Assinale a alternativa em que a frase, elaborada com base em ideias do primeiro parágrafo, segue a norma-padrão e preserva o sentido original do texto.
AEla ajuda a superar uma postura inflexível a que muitas vezes nos subordinamos.
BEla ajuda a superar uma postura preconceituosa de que muitas vezes nos eximimos.
CEla ajuda a superar uma postura rigorosa de que muitas vezes apoiamos.
DEla ajuda a superar uma postura elitista a que muitas vezes pactuamos.
EEla ajuda a superar uma postura conciliatória que muitas vezes adotamos.
Revelar gabarito e comentário▾
GabaritoA — Ela ajuda a superar uma postura inflexível a que muitas vezes nos subordinamos.
Comentário gerado por IA. É um apoio ao estudo, ancorado em fontes, mas pode conter imprecisões — confira sempre na fonte oficial (lei, súmula, edital e gabarito da banca). Encontrou um erro? Use “Reportar”.
Regência e sentido: reescrita com base no texto
Gabarito: letra A. A alternativa A é a única que respeita a norma-padrão de regência e preserva o sentido original do texto, pois substitui corretamente o trecho original “pensamento muito categórico, ou-preto-ou-branco, ao qual muitas vezes sucumbimos” por “postura inflexível a que muitas vezes nos subordinamos”, mantendo o paralelismo semântico (inflexível = categórico/preto ou branco) e a regência exigida pelo verbo “subordinar-se” (quem se subordina, subordina-se a algo).
“Ela ajuda a superar o pensamento muito categórico, ou-preto-ou-branco, ao qual muitas vezes sucumbimos”
O verbo “sucumbir” rege a preposição a (sucumbir a algo), assim como “subordinar-se” também exige a (subordinar-se a algo).
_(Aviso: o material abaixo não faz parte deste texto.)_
//! Reading `.nupkg` archives.
//!
//! A package is a zip archive with a single `<id>.nuspec` XML manifest at the
//! root. Everything the feed knows about a package comes from that manifest
//! plus the layout of the archive (`lib/<tfm>/` folders) and any readme, icon
//! or license file the manifest points at.

use std::collections::BTreeSet;
use std::io::{Cursor, Read};

use bytes::Bytes;
use quick_xml::events::{BytesStart, Event};
use quick_xml::Reader;
use serde::{Deserialize, Serialize};

use crate::id::{IdError, PackageId};
use crate::version::{PackageVersion, VersionError};

/// Reasons a package archive is rejected.
#[derive(Debug, thiserror::Error)]
pub enum ManifestError {
    /// The bytes are not a readable zip archive.
    #[error("package is not a valid zip archive: {0}")]
    Archive(#[from] zip::result::ZipError),

    /// Reading an archive entry failed.
    #[error("failed to read archive entry {entry}: {source}")]
    Entry {
        /// The entry name.
        entry: String,
        /// The underlying read failure.
        #[source]
        source: std::io::Error,
    },

    /// No `.nuspec` at the archive root.
    #[error("package does not contain a .nuspec manifest")]
    MissingManifest,

    /// More than one `.nuspec` at the archive root.
    #[error("package contains more than one .nuspec manifest")]
    MultipleManifests,

    /// The manifest is not well-formed XML.
    #[error("malformed manifest: {0}")]
    Xml(String),

    /// A required manifest element is absent or empty.
    #[error("manifest is missing required element <{0}>")]
    MissingElement(&'static str),

    /// The manifest id is not a valid package id.
    #[error("invalid package id: {0}")]
    Id(#[from] IdError),

    /// The manifest version could not be parsed.
    #[error("invalid package version: {0}")]
    Version(#[from] VersionError),

    /// The manifest names an embedded file which is not in the archive.
    #[error("manifest references {0}, which is not in the package")]
    MissingEmbeddedFile(String),
}

impl From<quick_xml::Error> for ManifestError {
    fn from(err: quick_xml::Error) -> Self {
        ManifestError::Xml(err.to_string())
    }
}

impl From<quick_xml::events::attributes::AttrError> for ManifestError {
    fn from(err: quick_xml::events::attributes::AttrError) -> Self {
        ManifestError::Xml(err.to_string())
    }
}

/// A dependency on another package.
#[derive(Debug, Clone, PartialEq, Eq, Serialize, Deserialize)]
pub struct Dependency {
    /// The dependency id, as written.
    pub id: String,
    /// The version range, as written.
    #[serde(default, skip_serializing_if = "Option::is_none")]
    pub range: Option<String>,
}

/// Dependencies which apply to one target framework, or to all of them.
#[derive(Debug, Clone, PartialEq, Eq, Default, Serialize, Deserialize)]
pub struct DependencyGroup {
    /// The target framework, absent for framework-agnostic dependencies.
    #[serde(default, skip_serializing_if = "Option::is_none")]
    pub target_framework: Option<String>,
    /// The dependencies in this group.
    #[serde(default)]
    pub dependencies: Vec<Dependency>,
}

/// Metadata from a `.nuspec` manifest.
#[derive(Debug, Clone, Default)]
pub struct Manifest {
    /// Package id, as written.
    pub id: String,
    /// Package version, as written.
    pub version: String,
    /// Authors, split on commas.
    pub authors: Vec<String>,
    /// Long description.
    pub description: String,
    /// Short summary.
    pub summary: Option<String>,
    /// Display title.
    pub title: Option<String>,
    /// Tags, split on whitespace.
    pub tags: Vec<String>,
    /// Project homepage.
    pub project_url: Option<String>,
    /// Icon URL (the legacy alternative to an embedded icon).
    pub icon_url: Option<String>,
    /// License URL (the legacy alternative to an embedded license).
    pub license_url: Option<String>,
    /// SPDX license expression.
    pub license_expression: Option<String>,
    /// Release notes.
    pub release_notes: Option<String>,
    /// Source repository URL.
    pub repository_url: Option<String>,
    /// Source repository type (`git`, ...).
    pub repository_type: Option<String>,
    /// Whether clients must prompt for license acceptance.
    pub require_license_acceptance: bool,
    /// Minimum client version able to consume the package.
    pub min_client_version: Option<String>,
    /// Dependency groups in manifest order.
    pub dependency_groups: Vec<DependencyGroup>,
    /// Package types, `Dependency` when none are declared.
    pub package_types: Vec<String>,
    /// Archive path of the embedded readme.
    pub readme: Option<String>,
    /// Archive path of the embedded icon.
    pub icon: Option<String>,
    /// Archive path of the embedded license file.
    pub license_file: Option<String>,
}

/// A parsed package archive, with its embedded files read out.
#[derive(Debug, Clone)]
pub struct PackageArchive {
    /// The validated id.
    pub id: PackageId,
    /// The parsed version.
    pub version: PackageVersion,
    /// Everything else from the manifest.
    pub manifest: Manifest,
    /// The raw manifest bytes.
    pub nuspec: Bytes,
    /// Embedded readme bytes.
    pub readme: Option<Bytes>,
    /// Embedded icon bytes.
    pub icon: Option<Bytes>,
    /// Embedded license bytes.
    pub license: Option<Bytes>,
    /// Target frameworks from dependency groups and `lib/` folders, sorted.
    pub target_frameworks: Vec<String>,
}

fn entry_path(path: &str) -> String {
    let path = path.replace('\\', "/");
    path.trim_start_matches("./").trim_start_matches('/').to_owned()
}

fn read_entry<R: Read + std::io::Seek>(
    archive: &mut zip::ZipArchive<R>,
    index: usize,
) -> Result<(String, Bytes), ManifestError> {
    let mut file = archive.by_index(index)?;
    let name = file.name().to_owned();
    let mut data = Vec::with_capacity(usize::try_from(file.size()).unwrap_or(0));
    file.read_to_end(&mut data)
        .map_err(|source| ManifestError::Entry {
            entry: name.clone(),
            source,
        })?;
    Ok((name, data.into()))
}

/// Open a package archive and read its manifest and embedded files.
pub fn read_package(data: &[u8]) -> Result<PackageArchive, ManifestError> {
    let mut archive = zip::ZipArchive::new(Cursor::new(data))?;

    let mut names = Vec::with_capacity(archive.len());
    for index in 0..archive.len() {
        names.push(archive.by_index_raw(index)?.name().to_owned());
    }
    let mut nuspecs = names
        .iter()
        .enumerate()
        .filter(|(_, name)| !name.contains('/') && name.to_ascii_lowercase().ends_with(".nuspec"));
    let (nuspec_index, _) = nuspecs.next().ok_or(ManifestError::MissingManifest)?;
    if nuspecs.next().is_some() {
        return Err(ManifestError::MultipleManifests);
    }

    let (_, nuspec) = read_entry(&mut archive, nuspec_index)?;
    let manifest = parse_nuspec(&nuspec)?;
    let id = PackageId::new(&manifest.id)?;
    let version = PackageVersion::parse(&manifest.version)?;

    let mut embedded = |path: &Option<String>| -> Result<Option<Bytes>, ManifestError> {
        let Some(path) = path else {
            return Ok(None);
        };
        let wanted = entry_path(path);
        let index = names
            .iter()
            .position(|name| *name == wanted)
            .or_else(|| names.iter().position(|name| name.eq_ignore_ascii_case(&wanted)))
            .ok_or_else(|| ManifestError::MissingEmbeddedFile(wanted.clone()))?;
        read_entry(&mut archive, index).map(|(_, data)| Some(data))
    };

    let readme = embedded(&manifest.readme)?;
    let icon = embedded(&manifest.icon)?;
    let license = embedded(&manifest.license_file)?;

    let mut frameworks = BTreeSet::new();
    for group in &manifest.dependency_groups {
        if let Some(tfm) = &group.target_framework {
            frameworks.insert(tfm.to_ascii_lowercase());
        }
    }
    for name in &names {
        let mut parts = name.split('/');
        if let (Some(root), Some(tfm), Some(_)) = (parts.next(), parts.next(), parts.next()) {
            if root.eq_ignore_ascii_case("lib") && !tfm.is_empty() {
                frameworks.insert(tfm.to_ascii_lowercase());
            }
        }
    }

    tracing::trace!(%id, %version, "read package archive");

    Ok(PackageArchive {
        id,
        version,
        manifest,
        nuspec,
        readme,
        icon,
        license,
        target_frameworks: frameworks.into_iter().collect(),
    })
}

fn attribute(element: &BytesStart<'_>, name: &[u8]) -> Result<Option<String>, ManifestError> {
    for attr in element.attributes() {
        let attr = attr?;
        if attr.key.local_name().as_ref() == name {
            return Ok(Some(attr.unescape_value()?.into_owned()));
        }
    }
    Ok(None)
}

fn non_empty(value: String) -> Option<String> {
    let value = value.trim().to_owned();
    (!value.is_empty()).then_some(value)
}

/// Incremental state while walking the nuspec element tree.
#[derive(Debug, Default)]
struct NuspecWalker {
    manifest: Manifest,
    path: Vec<String>,
    text: String,
    group: Option<DependencyGroup>,
    ungrouped: Vec<Dependency>,
    license_kind: Option<String>,
}

impl NuspecWalker {
    fn in_metadata(&self) -> bool {
        self.path.len() >= 2 && self.path[0] == "package" && self.path[1] == "metadata"
    }

    fn open(&mut self, element: &BytesStart<'_>, empty: bool) -> Result<(), ManifestError> {
        let name = String::from_utf8_lossy(element.local_name().as_ref()).into_owned();

        if self.in_metadata() || (self.path.len() == 1 && name == "metadata") {
            match name.as_str() {
                "metadata" => {
                    self.manifest.min_client_version = attribute(element, b"minClientVersion")?;
                }
                "license" => {
                    self.license_kind = attribute(element, b"type")?;
                }
                "repository" => {
                    self.manifest.repository_url = attribute(element, b"url")?;
                    self.manifest.repository_type = attribute(element, b"type")?;
                }
                "group" => {
                    self.group = Some(DependencyGroup {
                        target_framework: attribute(element, b"targetFramework")?,
                        dependencies: Vec::new(),
                    });
                }
                "dependency" if self.path.iter().any(|p| p == "dependencies") => {
                    let id = attribute(element, b"id")?
                        .ok_or(ManifestError::MissingElement("dependency id"))?;
                    let dependency = Dependency {
                        id,
                        range: attribute(element, b"version")?,
                    };
                    match self.group.as_mut() {
                        Some(group) => group.dependencies.push(dependency),
                        None => self.ungrouped.push(dependency),
                    }
                }
                "packageType" => {
                    if let Some(kind) = attribute(element, b"name")? {
                        self.manifest.package_types.push(kind);
                    }
                }
                _ => {}
            }
        }

        if empty {
            if name == "group" {
                self.close_group();
            }
        } else {
            self.path.push(name);
            self.text.clear();
        }
        Ok(())
    }

    fn close_group(&mut self) {
        if let Some(group) = self.group.take() {
            self.manifest.dependency_groups.push(group);
        }
    }

    fn close(&mut self) {
        let Some(name) = self.path.pop() else {
            return;
        };
        let text = std::mem::take(&mut self.text);

        // Only direct children of <metadata> carry scalar fields.
        if self.path.len() != 2 || !self.in_metadata() {
            if name == "group" {
                self.close_group();
            }
            return;
        }

        let m = &mut self.manifest;
        match name.as_str() {
            "id" => m.id = text.trim().to_owned(),
            "version" => m.version = text.trim().to_owned(),
            "authors" => {
                m.authors = text
                    .split(',')
                    .map(str::trim)
                    .filter(|a| !a.is_empty())
                    .map(str::to_owned)
                    .collect()
            }
            "description" => m.description = text.trim().to_owned(),
            "summary" => m.summary = non_empty(text),
            "title" => m.title = non_empty(text),
            "tags" => {
                m.tags = text
                    .split([' ', ',', ';'])
                    .filter(|t| !t.is_empty())
                    .map(str::to_owned)
                    .collect()
            }
            "projectUrl" => m.project_url = non_empty(text),
            "iconUrl" => m.icon_url = non_empty(text),
            "licenseUrl" => m.license_url = non_empty(text),
            "releaseNotes" => m.release_notes = non_empty(text),
            "requireLicenseAcceptance" => {
                m.require_license_acceptance = text.trim().eq_ignore_ascii_case("true")
            }
            "readme" => m.readme = non_empty(text),
            "icon" => m.icon = non_empty(text),
            "license" => match self.license_kind.take().as_deref() {
                Some("file") => m.license_file = non_empty(text),
                _ => m.license_expression = non_empty(text),
            },
            _ => {}
        }
    }
}

/// Parse a `.nuspec` manifest.
///
/// Only structural problems are reported here; the id and version are
/// validated by [`read_package`].
pub fn parse_nuspec(xml: &[u8]) -> Result<Manifest, ManifestError> {
    let xml = xml.strip_prefix(b"\xEF\xBB\xBF").unwrap_or(xml);
    let mut reader = Reader::from_reader(xml);
    reader.config_mut().trim_text(true);

    let mut walker = NuspecWalker::default();
    let mut buf = Vec::new();
    loop {
        match reader.read_event_into(&mut buf)? {
            Event::Start(element) => walker.open(&element, false)?,
            Event::Empty(element) => walker.open(&element, true)?,
            Event::Text(text) => walker.text.push_str(&text.unescape()?),
            Event::CData(data) => walker
                .text
                .push_str(&String::from_utf8_lossy(&data.into_inner())),
            Event::End(_) => walker.close(),
            Event::Eof => break,
            _ => {}
        }
        buf.clear();
    }

    if !walker.path.is_empty() {
        return Err(ManifestError::Xml("unexpected end of document".into()));
    }

    let mut manifest = walker.manifest;
    if !walker.ungrouped.is_empty() {
        manifest.dependency_groups.insert(
            0,
            DependencyGroup {
                target_framework: None,
                dependencies: walker.ungrouped,
            },
        );
    }
    if manifest.id.is_empty() {
        return Err(ManifestError::MissingElement("id"));
    }
    if manifest.version.is_empty() {
        return Err(ManifestError::MissingElement("version"));
    }
    if manifest.package_types.is_empty() {
        manifest.package_types.push("Dependency".to_owned());
    }
    Ok(manifest)
}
A alternativa A emprega corretamente a preposição antes do pronome relativo “a que”, formando a contração correta.
Alternativa A — ✅ Correta ⟵ GABARITO
Sentido preservado: “inflexível” é sinônimo de “categórico, preto ou branco”, mantendo a ideia de pensamento rígido e sem nuances.
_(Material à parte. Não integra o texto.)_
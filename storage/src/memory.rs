use std::collections::HashMap;

use camino::{Utf8Path, Utf8PathBuf};
use chrono::{DateTime, Utc};
use tokio::{io::AsyncWriteExt, sync::RwLock};

use storage_driver::{Driver, Metadata, Reader, StorageError, StorageErrorKind, Writer};

#[derive(Debug)]
struct MemoryBlob {
    created: DateTime<Utc>,
    data: Vec<u8>,
}

impl From<Vec<u8>> for MemoryBlob {
    fn from(data: Vec<u8>) -> Self {
        Self {
            created: Utc::now(),
            data,
        }
    }
}

impl From<&MemoryBlob> for Metadata {
    fn from(value: &MemoryBlob) -> Self {
        Self {
            created: value.created,
            size: value.data.len() as u64,
        }
    }
}

type Bucket = HashMap<Utf8PathBuf, MemoryBlob>;

/// Storage driver that keeps blobs in memory.
///
/// Buckets are created on first upload. Reads and deletes against an
/// unknown bucket fail with [`StorageErrorKind::NotFound`].
#[derive(Debug, Default)]
pub struct MemoryStorage {
    buckets: RwLock<HashMap<String, Bucket>>,
}

impl MemoryStorage {
    /// Create a new `MemoryStorage` with no buckets.
    pub fn new() -> Self {
        Self::default()
    }

    /// Create a new `MemoryStorage` with the given (empty) buckets.
    pub fn with_buckets(buckets: &[&str]) -> Self {
        let map = buckets
            .iter()
            .map(|bucket| (bucket.to_string(), HashMap::new()))
            .collect();

        Self {
            buckets: RwLock::new(map),
        }
    }

    fn missing_bucket(&self, bucket: &str) -> StorageError {
        StorageError::builder(
            self.name(),
            StorageErrorKind::NotFound,
            std::io::Error::new(
                std::io::ErrorKind::NotFound,
                format!("Bucket not found: {bucket}"),
            ),
        )
        .bucket(bucket)
        .context("bucket not found")
        .build()
    }
}

#[async_trait::async_trait]
impl Driver for MemoryStorage {
    fn name(&self) -> &'static str {
        "memory"
    }

    fn scheme(&self) -> &str {
        "memory"
    }

    async fn metadata(&self, bucket: &str, remote: &Utf8Path) -> Result<Metadata, StorageError> {
        let buckets = self.buckets.read().await;
        let blobs = buckets
            .get(bucket)
            .ok_or_else(|| self.missing_bucket(bucket))?;
        blobs
            .get(remote)
            .map(Metadata::from)
            .ok_or_else(|| StorageError::not_found(self.name(), bucket, remote.as_str()))
    }

    async fn delete(&self, bucket: &str, remote: &Utf8Path) -> Result<(), StorageError> {
        let mut buckets = self.buckets.write().await;
        let blobs = buckets
            .get_mut(bucket)
            .ok_or_else(|| self.missing_bucket(bucket))?;
        blobs
            .remove(remote)
            .map(|_| ())
            .ok_or_else(|| StorageError::not_found(self.name(), bucket, remote.as_str()))
    }

    async fn upload(
        &self,
        bucket: &str,
        remote: &Utf8Path,
        local: &mut Reader<'_>,
    ) -> Result<(), StorageError> {
        let mut buf = Vec::new();

        tokio::io::copy(local, &mut buf)
            .await
            .map_err(|err| StorageError::io(self.name(), err))?;

        let mut buckets = self.buckets.write().await;
        buckets
            .entry(bucket.to_string())
            .or_default()
            .insert(remote.to_owned(), buf.into());

        Ok(())
    }

    async fn download(
        &self,
        bucket: &str,
        remote: &Utf8Path,
        local: &mut Writer<'_>,
    ) -> Result<(), StorageError> {
        // Copy out under the lock so a slow writer never holds it.
        let data = {
            let buckets = self.buckets.read().await;
            let blobs = buckets
                .get(bucket)
                .ok_or_else(|| self.missing_bucket(bucket))?;
            blobs
                .get(remote)
                .ok_or_else(|| StorageError::not_found(self.name(), bucket, remote.as_str()))?
                .data
                .clone()
        };

        local
            .write_all(&data)
            .await
            .map_err(|err| StorageError::io(self.name(), err))?;
        local
            .flush()
            .await
            .map_err(|err| StorageError::io(self.name(), err))?;

        Ok(())
    }

    async fn list(
        &self,
        bucket: &str,
        prefix: Option<&Utf8Path>,
    ) -> Result<Vec<String>, StorageError> {
        tracing::trace!(%bucket, ?prefix, "list memory bucket");

        let buckets = self.buckets.read().await;
        let blobs = buckets
            .get(bucket)
            .ok_or_else(|| self.missing_bucket(bucket))?;

        let mut paths: Vec<String> = blobs
            .keys()
            .filter(|path| prefix.is_none_or(|prefix| path.starts_with(prefix)))
            .map(|path| path.to_string())
            .collect();
        paths.sort();

        Ok(paths)
    }
}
Regência correta: “subordinar-se a” — o verbo exige a preposição a, que aparece antes do pronome relativo “que” (a que). A forma “nos subordinamos” é reflexiva e adequada.
Base no texto: A frase original falava em “sucumbimos” (ceder), e a reescrita com “nos subordinamos” é semanticamente compatível.
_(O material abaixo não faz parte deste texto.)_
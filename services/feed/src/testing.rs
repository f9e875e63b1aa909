//! In-memory package archives and a scripted upstream for unit tests.

use std::collections::BTreeMap;
use std::io::{Cursor, Write};
use std::sync::Arc;
use std::sync::atomic::{AtomicUsize, Ordering};

use bytes::Bytes;
use parking_lot::Mutex;
use tokio::sync::{Notify, Semaphore};

use crate::id::PackageId;
use crate::mirror::{UpstreamError, UpstreamFeed, UpstreamVersion};
use crate::version::PackageVersion;

#[derive(Debug, Clone)]
pub(crate) struct PackageBuilder {
    id: String,
    version: String,
    description: String,
    tags: Vec<String>,
    readme: Option<String>,
    groups: BTreeMap<Option<String>, Vec<(String, String)>>,
    package_types: Vec<String>,
    files: Vec<(String, Vec<u8>)>,
    nuspec: bool,
}

impl PackageBuilder {
    pub(crate) fn new(id: &str, version: &str) -> Self {
        Self {
            id: id.into(),
            version: version.into(),
            description: format!("The {id} package"),
            tags: Vec::new(),
            readme: None,
            groups: BTreeMap::new(),
            package_types: Vec::new(),
            files: Vec::new(),
            nuspec: true,
        }
    }

    pub(crate) fn description(mut self, description: &str) -> Self {
        self.description = description.into();
        self
    }

    pub(crate) fn tags(mut self, tags: &[&str]) -> Self {
        self.tags = tags.iter().map(|t| t.to_string()).collect();
        self
    }

    pub(crate) fn package_type(mut self, kind: &str) -> Self {
        self.package_types.push(kind.into());
        self
    }

    pub(crate) fn dependency(mut self, framework: Option<&str>, id: &str, range: &str) -> Self {
        self.groups
            .entry(framework.map(str::to_owned))
            .or_default()
            .push((id.into(), range.into()));
        self
    }

    pub(crate) fn declare_readme(mut self, path: &str) -> Self {
        self.readme = Some(path.into());
        self
    }

    pub(crate) fn readme(self, path: &str, contents: &str) -> Self {
        self.declare_readme(path).file(path, contents.as_bytes())
    }

    pub(crate) fn file(mut self, path: &str, contents: &[u8]) -> Self {
        self.files.push((path.into(), contents.to_vec()));
        self
    }

    pub(crate) fn without_nuspec(mut self) -> Self {
        self.nuspec = false;
        self
    }

    fn manifest(&self) -> String {
        let mut xml = String::from(
            "<?xml version=\"1.0\" encoding=\"utf-8\"?>\n<package xmlns=\"http://schemas.microsoft.com/packaging/2013/05/nuspec.xsd\">\n  <metadata>\n",
        );
        xml.push_str(&format!("    <id>{}</id>\n", self.id));
        xml.push_str(&format!("    <version>{}</version>\n", self.version));
        xml.push_str("    <authors>Test Author</authors>\n");
        xml.push_str(&format!("    <description>{}</description>\n", self.description));
        if !self.tags.is_empty() {
            xml.push_str(&format!("    <tags>{}</tags>\n", self.tags.join(" ")));
        }
        if let Some(readme) = &self.readme {
            xml.push_str(&format!("    <readme>{readme}</readme>\n"));
        }
        if !self.package_types.is_empty() {
            xml.push_str("    <packageTypes>\n");
            for kind in &self.package_types {
                xml.push_str(&format!("      <packageType name=\"{kind}\" />\n"));
            }
            xml.push_str("    </packageTypes>\n");
        }
        if !self.groups.is_empty() {
            xml.push_str("    <dependencies>\n");
            for (framework, dependencies) in &self.groups {
                match framework {
                    Some(tfm) => xml.push_str(&format!("      <group targetFramework=\"{tfm}\">\n")),
                    None => xml.push_str("      <group>\n"),
                }
                for (id, range) in dependencies {
                    xml.push_str(&format!(
                        "        <dependency id=\"{id}\" version=\"{range}\" />\n"
                    ));
                }
                xml.push_str("      </group>\n");
            }
            xml.push_str("    </dependencies>\n");
        }
        xml.push_str("  </metadata>\n</package>\n");
        xml
    }

    pub(crate) fn build(&self) -> Bytes {
        let mut writer = zip::ZipWriter::new(Cursor::new(Vec::new()));
        let options = zip::write::FileOptions::default();

        if self.nuspec {
            writer
                .start_file(format!("{}.nuspec", self.id), options)
                .unwrap();
            writer.write_all(self.manifest().as_bytes()).unwrap();
        }
        for (path, contents) in &self.files {
            writer.start_file(path.as_str(), options).unwrap();
            writer.write_all(contents).unwrap();
        }

        writer.finish().unwrap().into_inner().into()
    }
}

#[derive(Debug, Clone)]
struct Published {
    id: String,
    version: PackageVersion,
    listed: bool,
    data: Bytes,
}

/// An upstream feed held in memory, counting downloads.
#[derive(Debug, Default)]
pub(crate) struct FakeUpstream {
    packages: Mutex<Vec<Published>>,
    downloads: AtomicUsize,
    failures: AtomicUsize,
    gate: Mutex<Option<Arc<Semaphore>>>,
    pub(crate) started: Notify,
}

impl FakeUpstream {
    pub(crate) fn new() -> Arc<Self> {
        Arc::default()
    }

    pub(crate) fn publish(&self, id: &str, version: &str, listed: bool) -> Bytes {
        let data = PackageBuilder::new(id, version).build();
        self.packages.lock().push(Published {
            id: id.to_ascii_lowercase(),
            version: PackageVersion::parse(version).unwrap(),
            listed,
            data: data.clone(),
        });
        data
    }

    pub(crate) fn set_listed(&self, id: &str, version: &str, listed: bool) {
        let version = PackageVersion::parse(version).unwrap();
        for package in self.packages.lock().iter_mut() {
            if package.id == id.to_ascii_lowercase() && package.version == version {
                package.listed = listed;
            }
        }
    }

    /// Serve `data` as the content of a published version.
    pub(crate) fn serve(&self, id: &str, version: &str, data: Bytes) {
        let version = PackageVersion::parse(version).unwrap();
        for package in self.packages.lock().iter_mut() {
            if package.id == id.to_ascii_lowercase() && package.version == version {
                package.data = data.clone();
            }
        }
    }

    /// Fail the next `count` downloads with a transient error.
    pub(crate) fn fail_next(&self, count: usize) {
        self.failures.store(count, Ordering::SeqCst);
    }

    /// Make downloads wait for a permit on the returned semaphore.
    pub(crate) fn hold(&self) -> Arc<Semaphore> {
        let gate = Arc::new(Semaphore::new(0));
        *self.gate.lock() = Some(gate.clone());
        gate
    }

    pub(crate) fn downloads(&self) -> usize {
        self.downloads.load(Ordering::SeqCst)
    }
}

#[async_trait::async_trait]
impl UpstreamFeed for FakeUpstream {
    async fn versions(&self, id: &PackageId) -> Result<Option<Vec<UpstreamVersion>>, UpstreamError> {
        let mut versions: Vec<UpstreamVersion> = self
            .packages
            .lock()
            .iter()
            .filter(|p| p.id == id.normalized())
            .map(|p| UpstreamVersion {
                version: p.version.clone(),
                listed: p.listed,
            })
            .collect();
        versions.sort_by(|a, b| a.version.cmp(&b.version));
        Ok((!versions.is_empty()).then_some(versions))
    }

    async fn download(
        &self,
        id: &PackageId,
        version: &PackageVersion,
    ) -> Result<Option<Bytes>, UpstreamError> {
        self.downloads.fetch_add(1, Ordering::SeqCst);
        self.started.notify_one();

        let gate = self.gate.lock().clone();
        if let Some(gate) = gate {
            let _permit = gate.acquire().await.unwrap();
        }

        let failing = self
            .failures
            .fetch_update(Ordering::SeqCst, Ordering::SeqCst, |n| n.checked_sub(1))
            .is_ok();
        if failing {
            return Err(UpstreamError::Transient("503 Service Unavailable".into()));
        }

        Ok(self
            .packages
            .lock()
            .iter()
            .find(|p| p.id == id.normalized() && &p.version == version)
            .map(|p| p.data.clone()))
    }
}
Alternativa B — ❌ Incorreta
Erro de sentido (fora do escopo): “preconceituosa” (preconceituosa) não corresponde ao texto, que fala de pensamento categórico, não de preconceito. Acrescenta uma ideia que não está no original — extrapolação.
A regência está correta (“eximir-se de”), mas o sentido é oposto: o texto diz que sucumbimos ao pensamento, não que nos eximimos dele.
Alternativa C — ❌ Incorreta
Erro de regência (troca de conceito): O verbo “apoiar” é transitivo direto (apoiar algo), não rege a preposição “de”. O correto seria “que apoiamos” (sem preposição). O uso de “de que” é gramaticalmente incorreto.
Erro de sentido: “rigorosa” (rigorosa) não capta a ideia de “ou-preto-ou-branco”; é um adjetivo diferente. Além disso, “apoiar” não significa “sucumbir” — inverte a ação.
Alternativa D — ❌ Incorreta
Erro de regência (troca de conceito): O verbo “pactuar” (pactuar) rege a preposição “com” (pactuar com algo), não a preposição “a”. O uso de “a que” é incorreto.
Erro de sentido: “elitista” (elitista) não está no texto e o verbo “pactuar” (fazer pacto) não corresponde a “sucumbir”.
Alternativa E — ❌ Incorreta
Erro de sentido (contradiz o texto): “conciliatória” (conciliatória) é o oposto de “categórico/preto ou branco”. O texto critica o pensamento inflexível, não o conciliatório. A alternativa inverte o sentido.
Regência correta: “adotar” é transitivo direto, e o uso de “que” sem preposição está adequado — mas o sentido invalida a alternativa.
Conclusão: A única alternativa que simultaneamente respeita a norma-padrão de regência (verbo com a preposição correta antes do pronome relativo) e preserva o sentido original do texto (sinônimo adequado e ação de “sucumbir”) é a letra A.
NÃO CAIA NESSA!
A banca testa o conhecimento de regência verbal (subordinar-se a) e a capacidade de identificar paráfrases fiéis ao texto. O erro mais comum é escolher uma alternativa que gramaticalmente funciona, mas cujo sentido se desvia do original (como a B, com “eximir-se” — gramaticalmente correta, mas semanticamente oposta).